Watching TV Stimulates Preschoolers' Requests to Father Christmas

Keywords: Christmas, advertising, television, Western Europe, consumer behavior, decision making, experiment, interview, kids, marketing, marketing strategy, persuasion, persuasive tactics, purchase requests,

Watching television still plays an important role in children’s lives. Advertisers use television to target kids, especially during the Christmas season. And with good reason, this study shows. The study published in 2002 in the International Journal of Behavioral Development reveals that the more television preschoolers watch, the more presents they ask for Christmas. The number of Christmas wishes is even higher for children who watch more commercial TV.

Take aways

  • The more television children watch, the more presents they ask for Christmas. 
  • Children who watch more commercial TV, also ask for more Christmas gifts. 
  • However, although preschoolers ask for more gifts, they do not necessarily ask for the most heavily advertised products. Only 10% of the toys advertised featured in the children’s wish lists.
  • This suggests that brand recall is poor in young children. A study among school-aged children yielded a much higher percentage of requests for advertised brands.

Study information

  • The question?

    What is the influence of television viewing and advertising on preschoolers' requests to Father Christmas?

  • Who?

    83 4-to 6-year olds from British primary schools (mean age is 5), 16 3-to 4-year olds from a British nursery school (mean age is 4), and 19 6-year olds from a Swedish kindergarten (mean age is 6) 

  • Where?

    United Kingdom & Sweden

  • How?

    Teachers in Britain and Sweden asked children to write a letter to Father Christmas with their gift wishes. Afterwards researchers assessed how often the children watched television. The Swedish children were only asked to write their Christmas wish list. Because Sweden is a country were advertising to children is not permitted, the researchers were able to compare this group of children with the British children.
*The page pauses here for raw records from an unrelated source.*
//! Markdown import into flat list blocks and export back to markdown.

use pulldown_cmark::{CodeBlockKind, Event, Options, Parser, Tag, TagEnd};

use crate::lists::query;
use crate::model::{
    AttributeValue, Block, BlockContent, ContentKind, IdSource, ListAttributes, ListItemId,
    ListType, NewBlock,
};
use crate::view::marker::TODO_ATTRIBUTE;

/// Parses `content` into blocks. Every list item becomes one or more blocks
/// sharing a fresh item id from `ids`.
pub fn import_markdown(content: &str, ids: &mut IdSource) -> Vec<NewBlock> {
    let options = Options::ENABLE_TASKLISTS | Options::ENABLE_TABLES;
    let mut importer = Importer::new(ids);
    for event in Parser::new_ext(content, options) {
        importer.process_event(event);
    }
    importer.finish()
}

struct ListFrame {
    list_type: ListType,
    start: Option<u32>,
}

struct ItemFrame {
    item_id: ListItemId,
    indent: usize,
    list_type: ListType,
    start: Option<u32>,
    checked: Option<bool>,
    has_blocks: bool,
}

/// Turns the pulldown-cmark event stream into blocks.
///
/// Nested lists arrive inside their parent item, between the parent's
/// content and its `End(Item)`, so the importer keeps a stack of open lists
/// and one of open items. Tight list items carry their text without a
/// paragraph tag; text arriving while no block is open opens one.
struct Importer<'a> {
    ids: &'a mut IdSource,
    blocks: Vec<NewBlock>,
    open: Option<ContentKind>,
    text: String,
    lists: Vec<ListFrame>,
    items: Vec<ItemFrame>,
}

impl<'a> Importer<'a> {
    fn new(ids: &'a mut IdSource) -> Self {
        Self {
            ids,
            blocks: Vec::new(),
            open: None,
            text: String::new(),
            lists: Vec::new(),
            items: Vec::new(),
        }
    }

    fn process_event(&mut self, event: Event<'_>) {
        match event {
            Event::Start(Tag::Paragraph) => self.open(ContentKind::Paragraph),
            Event::Start(Tag::Heading { level, .. }) => self.open(ContentKind::Heading {
                level: level as u8,
            }),
            Event::Start(Tag::CodeBlock(kind)) => {
                let language = match kind {
                    CodeBlockKind::Fenced(lang) if !lang.is_empty() => Some(lang.to_string()),
                    _ => None,
                };
                self.open(ContentKind::CodeBlock { language });
            }
            Event::Start(Tag::Table(_)) => self.open(ContentKind::Table),
            Event::End(
                TagEnd::Paragraph | TagEnd::Heading(_) | TagEnd::CodeBlock | TagEnd::Table,
            ) => self.flush(),

            Event::Start(Tag::List(first_number)) => {
                self.flush();
                self.ensure_item_block();
                self.lists.push(ListFrame {
                    list_type: if first_number.is_some() {
                        ListType::Numbered
                    } else {
                        ListType::Bulleted
                    },
                    start: first_number
                        .filter(|&n| n != 1)
                        .and_then(|n| u32::try_from(n).ok()),
                });
            }
            Event::End(TagEnd::List(_)) => {
                self.lists.pop();
            }
            Event::Start(Tag::Item) => {
                self.flush();
                let Some(list) = self.lists.last() else {
                    return;
                };
                let item = ItemFrame {
                    item_id: self.ids.next_id(),
                    indent: self.lists.len() - 1,
                    list_type: list.list_type.clone(),
                    start: list.start,
                    checked: None,
                    has_blocks: false,
                };
                self.items.push(item);
            }
            Event::End(TagEnd::Item) => {
                self.flush();
                self.ensure_item_block();
                self.items.pop();
            }
            Event::TaskListMarker(checked) => {
                if let Some(item) = self.items.last_mut() {
                    item.checked = Some(checked);
                }
            }

            Event::Start(Tag::TableCell) => {
                if !self.text.is_empty() && !self.text.ends_with('\n') {
                    self.text.push_str(" | ");
                }
            }
            Event::End(TagEnd::TableHead | TagEnd::TableRow) => self.text.push('\n'),

            Event::Text(text) | Event::Code(text) | Event::InlineMath(text) => {
                if self.open.is_none() {
                    self.open(ContentKind::Paragraph);
                }
                self.text.push_str(&text);
            }
            Event::SoftBreak => self.text.push(' '),
            Event::HardBreak => self.text.push('\n'),
            Event::Rule => {
                self.flush();
                self.blocks
                    .push(NewBlock::new(BlockContent::new(ContentKind::HorizontalRule, "")));
            }
            _ => {}
        }
    }

    fn open(&mut self, kind: ContentKind) {
        self.flush();
        self.open = Some(kind);
    }

    fn flush(&mut self) {
        let Some(kind) = self.open.take() else {
            return;
        };
        let text = match kind {
            ContentKind::CodeBlock { .. } => self.text.trim_end_matches('\n').to_string(),
            _ => self.text.trim().to_string(),
        };
        self.text.clear();
        self.push_block(BlockContent::new(kind, text));
    }

    /// Items whose content is only a nested list still get a block.
    fn ensure_item_block(&mut self) {
        if self.items.last().is_some_and(|item| !item.has_blocks) {
            self.push_block(BlockContent::paragraph(""));
        }
    }

    fn push_block(&mut self, content: BlockContent) {
        let mut block = NewBlock::new(content);
        if let Some(item) = self.items.last_mut() {
            item.has_blocks = true;
            let mut list =
                ListAttributes::new(item.item_id.clone(), item.indent, item.list_type.clone());
            list.start = item.start;
            block = block.with_list(list);
            if let Some(checked) = item.checked {
                block = block.with_extra(TODO_ATTRIBUTE, AttributeValue::Bool(checked));
            }
        }
        self.blocks.push(block);
    }

    fn finish(mut self) -> Vec<NewBlock> {
        self.flush();
        self.blocks
    }
}

/// Writes blocks as markdown. Sibling items are numbered per container;
/// continuation blocks are indented under their item's marker.
pub fn export_markdown(blocks: &[Block]) -> String {
    let mut out = String::new();
    // Marker width, type and number of the latest item per indent level.
    let mut levels: Vec<(usize, ListType, u32)> = Vec::new();

    for (index, block) in blocks.iter().enumerate() {
        let Some(list) = &block.list else {
            if index > 0 {
                out.push_str("\n\n");
            }
            levels.clear();
            out.push_str(&plain_markdown(block));
            continue;
        };

        let continuation = !query::is_first_block_of_item(blocks, index);
        levels.truncate(list.indent + 1);
        let new_container = levels
            .get(list.indent)
            .is_some_and(|(_, list_type, _)| *list_type != list.list_type);
        let after_list = index > 0 && blocks[index - 1].is_list_block();
        if index > 0 {
            let tight = after_list && !continuation && !new_container;
            out.push_str(if tight { "\n" } else { "\n\n" });
        }

        let pad: usize = levels.iter().take(list.indent).map(|(width, _, _)| width).sum();

        if continuation {
            let width = levels.get(list.indent).map_or(0, |(width, _, _)| *width);
            out.push_str(&" ".repeat(pad + width));
            out.push_str(&block.content.text);
            continue;
        }

        let number = match levels.get(list.indent) {
            Some((_, list_type, n)) if *list_type == list.list_type => n + 1,
            _ => list.start.unwrap_or(1),
        };
        let marker = match list.list_type {
            ListType::Numbered => format!("{number}. "),
            _ => "- ".to_string(),
        };
        let entry = (marker.len(), list.list_type.clone(), number);
        if levels.len() > list.indent {
            levels[list.indent] = entry;
        } else {
            levels.push(entry);
        }

        out.push_str(&" ".repeat(pad));
        out.push_str(&marker);
        if let Some(checked) = block.extra(TODO_ATTRIBUTE).and_then(AttributeValue::as_bool) {
            out.push_str(if checked { "[x] " } else { "[ ] " });
        }
        out.push_str(&block.content.text);
    }
    if !out.is_empty() {
        out.push('\n');
    }
    out
}

fn plain_markdown(block: &Block) -> String {
    let text = &block.content.text;
    match &block.content.kind {
        ContentKind::Heading { level } => format!("{} {text}", "#".repeat(usize::from(*level))),
        ContentKind::CodeBlock { language } => {
            format!("```{}\n{text}\n```", language.as_deref().unwrap_or_default())
        }
        ContentKind::HorizontalRule => "---".to_string(),
        _ => text.clone(),
    }
}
In addition, the researchers also recorded child programs from commercial television channels in the run-up to Christmas (October 23 to November 28, 1999) to test a possible relation between advertised items and requests for these items.

Facts and findings

  • Children’s wish lists contained three items, on average.
  • About one-third of the wishes mentioned a brand name.
  • The more television children watched, the more items (both branded and non-branded) they requested
  • Children who watched more commercial TV, also requested more items
  • Toys that were heavily advertised on television in the period leading up to Christmas were not requested more often. This means that, although children who watched more commercial TV asked for more toys, they didn’t specifically asked for the toys they saw advertised on TV. 
  • The British children requested more items than the Swedish children did. A reason could be the Swedish restrictions on child-directed advertising.
  • Children who watched television mostly alone or with a sibling requested more branded toys than children who watched TV mostly with an adult. In other words, young children may be less resistant to advertising messages when they are watching alone.